Pre-training of artificial neural networks on available large-scale datasets offers a mechanism to reduce the need for excessive training data for the application at hand – simply by transferring features from large-scale databases to datasets covering restricted domains with limited data. This allows models with small quantities of data to still fair exceptionally well in objective performance metrics. Pre-training has become increasingly popular in the computer vision community owing to a substantial rise in the availability of large-scale datasets like ImageNetRussakovsky et al. (2015). Since such natural image datasets have been widely accepted and lead to strong results with natural testing data, we might assume that images most closely resembling natural objects achieve maximum performance. However, since these natural images have to be manually labeled, their production is prone to errors and extremely labor-intensive. Recently, Kataoka et al. (2020)
countered the notion that pre-training can only be performed on natural images and proposed pre-training on 2D fractals. For most datasets, such pre-training led to performance comparable to models pre-trained on ImageNet and for some it even exceeds their performance.
We propose a novel technique for pre-training with a strong 3D inductive bias, which we plan to pursue this by replacing 2D fractals with procedurally generated 3D meshes rendered under various illumination conditions and poses. Rendering multiple images from a single mesh permits determining the type and magnitude of the variation to be implemented on a single object. It paves the way to generate massive numbers of images per class without manual labeling of images and the potential human error accompanying it. The dataset produced will then be used in a classification setting where the training objective is to identify the correct class for a fractal or 3D object independent of deformations or camera and illumination variation. We expect the 3D nature of our generated images to lead to a different inductive bias than the 2D fractals and expect networks pre-trained on 3D objects to generalize better to complex visual tasks, including object detection.
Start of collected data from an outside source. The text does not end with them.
//! Error handling

use axum::{
    response::{IntoResponse, Response},
    http::StatusCode,
    Json,
};
use serde_json::json;

use crate::logic::drift::ReferenceError;
use crate::logic::inference::PredictError;
use crate::logic::monitoring::DriftCheckError;
use crate::store::StoreError;

pub type AppResult<T> = Result<T, AppError>;

#[derive(Debug)]
pub enum AppError {
    // Resource errors
    NotFound(String),

    // Validation errors
    ValidationError(String),

    // Database errors
    DatabaseError(String),
    ServiceUnavailable(String),

    // Model errors
    ModelError(String),

    // Generic errors
    InternalError(String),
}

impl IntoResponse for AppError {
    fn into_response(self) -> Response {
        let (status, error_message) = match &self {
            AppError::NotFound(msg) => (StatusCode::NOT_FOUND, msg.as_str()),
            AppError::ValidationError(msg) => (StatusCode::BAD_REQUEST, msg.as_str()),
            AppError::DatabaseError(msg) => {
                tracing::error!("Database error: {}", msg);
                (StatusCode::INTERNAL_SERVER_ERROR, "Database error occurred")
            }
            AppError::ServiceUnavailable(msg) => {
                tracing::error!("Service unavailable: {}", msg);
                (StatusCode::SERVICE_UNAVAILABLE, "Storage unavailable")
            }
            AppError::ModelError(msg) => {
                tracing::error!("Model error: {}", msg);
                (StatusCode::INTERNAL_SERVER_ERROR, "Model inference failed")
            }
            AppError::InternalError(msg) => {
                tracing::error!("Internal error: {}", msg);
                (StatusCode::INTERNAL_SERVER_ERROR, "Internal server error")
            }
        };

        let body = Json(json!({
            "error": error_message,
            "status": status.as_u16()
        }));

        (status, body).into_response()
    }
}

impl From<sqlx::Error> for AppError {
    fn from(err: sqlx::Error) -> Self {
        AppError::DatabaseError(err.to_string())
    }
}

impl From<StoreError> for AppError {
    fn from(err: StoreError) -> Self {
        match err {
            StoreError::Database(e) => AppError::DatabaseError(e.to_string()),
            StoreError::Unavailable(msg) => AppError::ServiceUnavailable(msg),
            StoreError::Corrupt(msg) => AppError::InternalError(format!("corrupt record: {}", msg)),
        }
    }
}

impl From<validator::ValidationErrors> for AppError {
    fn from(err: validator::ValidationErrors) -> Self {
        AppError::ValidationError(err.to_string())
    }
}

impl From<PredictError> for AppError {
    fn from(err: PredictError) -> Self {
        match err {
            PredictError::Transform(e) => AppError::ValidationError(e.to_string()),
            PredictError::Model(e) => AppError::ModelError(e.to_string()),
            PredictError::Logging(e) => e.into(),
        }
    }
}

impl From<ReferenceError> for AppError {
    fn from(err: ReferenceError) -> Self {
        match err {
            ReferenceError::Io(e) if e.kind() == std::io::ErrorKind::NotFound => {
                AppError::NotFound("Reference artifact not found".to_string())
            }
            other => AppError::InternalError(other.to_string()),
        }
    }
}

impl From<DriftCheckError> for AppError {
    fn from(err: DriftCheckError) -> Self {
        match err {
            DriftCheckError::Store(e) => e.into(),
            DriftCheckError::NoRecentData(model) => {
                AppError::NotFound(format!("No recent predictions for model '{}'", model))
            }
            other => AppError::InternalError(other.to_string()),
        }
    }
}

#[cfg(test)]
mod tests {
    use super::*;
    use crate::logic::features::TransformError;

    #[test]
    fn test_status_mapping() {
        let cases = [
            (AppError::NotFound("x".into()), StatusCode::NOT_FOUND),
            (AppError::ValidationError("x".into()), StatusCode::BAD_REQUEST),
            (AppError::ServiceUnavailable("x".into()), StatusCode::SERVICE_UNAVAILABLE),
            (AppError::ModelError("x".into()), StatusCode::INTERNAL_SERVER_ERROR),
        ];
        for (error, status) in cases {
            assert_eq!(error.into_response().status(), status);
        }
    }

    #[test]
    fn test_predict_error_mapping() {
        let transform = PredictError::Transform(TransformError::NonNumeric {
            field: "amount".into(),
            value: "\"lots\"".into(),
        });
        assert!(matches!(AppError::from(transform), AppError::ValidationError(_)));

        let logging = PredictError::Logging(StoreError::Unavailable("down".into()));
        assert!(matches!(AppError::from(logging), AppError::ServiceUnavailable(_)));
    }

    #[test]
    fn test_drift_error_mapping() {
        let err = AppError::from(DriftCheckError::NoRecentData("fraud_xgb".into()));
        assert!(matches!(err, AppError::NotFound(msg) if msg.contains("fraud_xgb")));
    }
}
Intermediate features in convolutional neural networks (CNNs) optimized for visual tasks bear a notable resemblance to the hierarchy of neural activity along the primate ventral visual stream, which supports object recognitionYamins et al. (2014). Since our network will be trained using 3D variations, a thought-provoking question arises: Do models trained on 3D renders better match neural activity along the primate ventral stream than models trained with 2D images? We will pursue experiments to explicitly study this question, comparing the relative linear fits between 2D/3D model features and brain activity from monkeys and humans. In addition, our 3D data generation process enables generation of 2D data (by removing all pose variation) and even enables the removal of 3D cues (by removing all illumination variation), allowing us to disentangle 2D and 3D properties of the primate visual system. Giving precedent to the computer vision aspect of the research which is to achieve better transfer learning performance compared to the 2D approach, we will also study whether an inductive bias towards 3D better predicts brain activity.
Since the natural image formation process is 3D, we hypothesize that our method will learn better low- and high-level features which better generalize for visual learning tasks and also match the brain data better than the 2D fractal work of Kataoka et al. (2020). We propose the following steps to pursue this study:
Generate synthetic object renders based on simple algorithms by attributing few meshes to each class and rendering them under various viewpoints and illumination conditions. We will use various combinations of datasets formed from 2D and 3D data.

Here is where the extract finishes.